クリエーター個人が「こんな記事を書きました。読んでください」とか「今度写真展を開催します。来てください」とか「こんなデザインのトートバッグを作りました。こちらで通販してます」「新作アルバムをリリースしました。レコ発やります」といった告知をする場合や、出版社が「今月の新刊はこちらです」「〇〇新聞の書評で弊社の□□という本が取り上げられました」などと案内する場合、オンライン・ニュースサイトが新着記事をフィードする場合、商店やレストランが「ボジョレーヌーボー入荷しました」「冷やし中華はじめました」「カレーフェス実施中です」と告知する場合、NGOが「シリアでの拷問の実態を明らかにする報告書を出しました」とフィードする場合など、個人用途を超えたTwitterの利用は、10年も前からごく当たり前になっているのだが、今回Twitterはそういう用途でのユーザーに向けてこのサービスを開始したわけだ。
つまり、「ツイッターを使う、他の分野のプロの人たちのために」というサービスであって、「Twitter Pro」という日本語での呼称から連想されるような「ツイッターのプロ」という意味は、はなっからない。
これは、「誤訳」の範疇ではないかとも個人的には思うが、Twitter社がこれでいいよといったのならこれでいいのだろう。日本語圏はその「誤訳」をもとに勝手に暴走して、英語圏にはない独自の別世界を作って、サーバに負担をかけ、Twitterについての誤解は完全に広がってしまっているようだが、それでもいいのだろう。Professional向けのサービス導入の日本語化(ローカライゼーション)を、なぜ「プロ」に任せないのか……。
こうやって日本語が壊されていく……いや、「Twitter Pro」というサービス名は、そもそも日本語ですらない。でも英語でもない(英語では "Twitter for Professionals" で、長すぎるというなら "Twitter for Pro" だ)。ではこれは何語なのか。
と考えだしたら夜も眠れなくなるのでこの辺にしておこう。
なお、写真共有サイトの老舗、Flickrが、ずーっと昔っから、有料で利用しているユーザーを "Pro" と呼び、広告の非表示、無制限のアップロードなど、無料ユーザーにはないサービスを提供している(一時、米Yahoo! 傘下に入っていたときは「有料」が撤廃されていた時期もある)。
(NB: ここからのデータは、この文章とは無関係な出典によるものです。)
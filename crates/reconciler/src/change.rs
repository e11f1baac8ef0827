//! Update filtering
//!
//! Resyncs and heartbeats touch only bookkeeping fields. Re-evaluating on
//! those would repeat identical work and churn logs and metrics.

use crate::diff::{ChangeEntry, ChangeType};
use kove_core::{contains, KoveConfig};

#[derive(Debug, Clone, Default)]
pub struct ChangeFilter {
    ignorable_paths: Vec<String>,
}

impl ChangeFilter {
    pub fn new(ignorable_paths: Vec<String>) -> Self {
        Self { ignorable_paths }
    }

    pub fn from_config(config: &KoveConfig) -> Self {
        Self::new(config.ignorable_paths())
    }

    pub fn ignorable_paths(&self) -> &[String] {
        &self.ignorable_paths
    }

    /// Only updates of ignorable paths are ignorable; additions and
    /// removals always count.
    pub fn is_ignorable(&self, change: &ChangeEntry) -> bool {
        change.change_type == ChangeType::Update
            && contains(&self.ignorable_paths, &change.path_string())
    }

    /// Whether a change set warrants re-evaluation: it must be non-empty and
    /// hold at least one entry that is not ignorable.
    pub fn legitimate_change(&self, changes: &[ChangeEntry]) -> bool {
        changes.iter().any(|change| !self.is_ignorable(change))
    }
}

#[cfg(test)]
mod tests {
    use super::*;
    use crate::diff::diff;
    use kove_core::config::DEFAULT_IGNORE_PATHS;
    use kove_core::ObjectBuilder;
    use proptest::prelude::*;
    use serde_json::{json, Value};

    fn filter() -> ChangeFilter {
        ChangeFilter::new(DEFAULT_IGNORE_PATHS.iter().map(|p| p.to_string()).collect())
    }

    fn body(name: &str, rv: &str) -> Value {
        ObjectBuilder::new("extensions/v1beta1", "deployment", "test", name)
            .resource_version(rv)
            .field("spec", json!("test"))
            .build()
            .body()
            .clone()
    }

    fn change(change_type: ChangeType, path: &str) -> ChangeEntry {
        ChangeEntry {
            change_type,
            path: path.split('/').map(str::to_string).collect(),
            old_value: None,
            new_value: None,
        }
    }

    #[test]
    fn test_legitimate_change() {
        let cases = [
            ("same resource", body("test", "1"), body("test", "1"), false),
            ("rename", body("test", "1"), body("test2", "2"), true),
            ("only resource version", body("test", "1"), body("test", "2"), false),
        ];

        for (name, old, new, want) in cases {
            assert_eq!(filter().legitimate_change(&diff(&old, &new)), want, "{}", name);
        }
    }

    #[test]
    fn test_all_default_paths_ignorable_together() {
        let changes = vec![
            change(ChangeType::Update, "metadata/resourceVersion"),
            change(ChangeType::Update, "metadata/managedFields/0/time"),
            change(ChangeType::Update, "status/observedGeneration"),
        ];
        assert!(!filter().legitimate_change(&changes));
        assert!(!filter().legitimate_change(&changes[..2]));
    }

    #[test]
    fn test_add_remove_on_ignorable_path_is_legitimate() {
        assert!(filter().legitimate_change(&[change(ChangeType::Add, "status/observedGeneration")]));
        assert!(filter().legitimate_change(&[change(ChangeType::Remove, "metadata/resourceVersion")]));
    }

    #[test]
    fn test_user_paths() {
        let mut paths: Vec<String> = DEFAULT_IGNORE_PATHS.iter().map(|p| p.to_string()).collect();
        paths.push("metadata/generation".to_string());
        let filter = ChangeFilter::new(paths);
        assert!(!filter.legitimate_change(&[change(ChangeType::Update, "metadata/generation")]));
    }

    fn ignorable_path() -> impl Strategy<Value = String> {
        prop::sample::select(DEFAULT_IGNORE_PATHS).prop_map(str::to_string)
    }

    proptest! {
        #[test]
        fn prop_ignorable_updates_never_legitimate(paths in prop::collection::vec(ignorable_path(), 0..8)) {
            let changes: Vec<ChangeEntry> = paths
                .iter()
                .map(|p| change(ChangeType::Update, p))
                .collect();
            prop_assert!(!filter().legitimate_change(&changes));
        }

        #[test]
        fn prop_one_add_or_remove_makes_legitimate(
            paths in prop::collection::vec(ignorable_path(), 0..8),
            extra in ignorable_path(),
            add in any::<bool>(),
            position in 0usize..8,
        ) {
            let mut changes: Vec<ChangeEntry> = paths
                .iter()
                .map(|p| change(ChangeType::Update, p))
                .collect();
            let kind = if add { ChangeType::Add } else { ChangeType::Remove };
            changes.insert(position.min(changes.len()), change(kind, &extra));
            prop_assert!(filter().legitimate_change(&changes));
        }

        #[test]
        fn prop_non_ignorable_update_makes_legitimate(segment in "[a-z]{1,8}") {
            let changes = vec![
                change(ChangeType::Update, "metadata/resourceVersion"),
                change(ChangeType::Update, &format!("spec/{}", segment)),
            ];
            prop_assert!(filter().legitimate_change(&changes));
        }
    }
}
この "Flickr Pro" という名称には、ユーザーからの異論・反論がなかったわけではないと記憶しているが(写真という分野は、「プロ」ではなく「アマチュア」を貫くことに誇りを持っている人がかなり多くて、Flickrはスマホ登場のずっと前からある写真サイトで、今のように猫も杓子もネットに写真をアップする時代のサービスではないし、ユーザーもフィルムカメラ時代からの写真愛好家が多く、中には職業写真家もいるが、多くは「アマチュア」である)。
※どうでもいい話を延々と書いて、ほぼ6000字。